» Directions: Beginning with the first line of the entries below, quote each line until you reach and include the line with "let bytes = std::fs::read(path).map_err(|source|".

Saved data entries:

==============================

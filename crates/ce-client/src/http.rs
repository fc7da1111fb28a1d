//! Shared request plumbing: file uploads and status handling.

use crate::error::{ClientError, ClientResult};
use reqwest::multipart::Part;
use reqwest::Response;
use std::path::Path;

/// A document to upload, held in memory.
#[derive(Debug, Clone, PartialEq)]
pub struct UploadFile {
    pub file_name: String,
    pub bytes: Vec<u8>,
}

impl UploadFile {
    pub fn new(file_name: impl Into<String>, bytes: Vec<u8>) -> Self {
        Self {
            file_name: file_name.into(),
            bytes,
        }
    }

    /// Read a file from disk; the upload carries its base name.
    pub fn from_path(path: &Path) -> ClientResult<Self> {
        let bytes = std::fs::read(path).map_err(|source| ClientError::Io {
            path: path.display().to_string(),
            source,
        })?;
        let file_name = path
            .file_name()
            .map(|n| n.to_string_lossy().into_owned())
            .unwrap_or_else(|| "upload".to_string());
        Ok(Self::new(file_name, bytes))
    }

    pub(crate) fn into_part(self) -> Part {
        Part::bytes(self.bytes).file_name(self.file_name)
    }
}

/// Pass successful responses through; turn anything else into [`ClientError::Status`].
pub(crate) async fn check(response: Response) -> ClientResult<Response> {
    let status = response.status();
    if status.is_success() {
        return Ok(response);
    }
    let url = response.url().to_string();
    let body = response.text().await.unwrap_or_default();
    Err(ClientError::Status {
        url,
        status: status.as_u16(),
        body,
    })
}

/// Read a JSON body, reporting malformed payloads with the request URL.
pub(crate) async fn json_body(response: Response) -> ClientResult<serde_json::Value> {
    let url = response.url().to_string();
    let text = response.text().await?;
    serde_json::from_str(&text).map_err(|e| ClientError::InvalidResponse {
        url,
        message: e.to_string(),
    })
}

/// Join a base URL and a path without doubling slashes.
pub(crate) fn join(base_url: &str, path: &str) -> String {
    format!(
        "{}/{}",
        base_url.trim_end_matches('/'),
        path.trim_start_matches('/')
    )
}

==============================

» Solution to this exercise:
filename crates/ce-client/src/http.rs
repository fc7da1111fb28a1d
//! Shared request plumbing: file uploads and status handling.

use crate::error::{ClientError, ClientResult};
use reqwest::multipart::Part;
use reqwest::Response;
use std::path::Path;

/// A document to upload, held in memory.
#[derive(Debug, Clone, PartialEq)]
pub struct UploadFile {
    pub file_name: String,
    pub bytes: Vec<u8>,
}

impl UploadFile {
    pub fn new(file_name: impl Into<String>, bytes: Vec<u8>) -> Self {
        Self {
            file_name: file_name.into(),
            bytes,
        }
    }

    /// Read a file from disk; the upload carries its base name.
    pub fn from_path(path: &Path) -> ClientResult<Self> {
        let bytes = std::fs::read(path).map_err(|source| ClientError::Io {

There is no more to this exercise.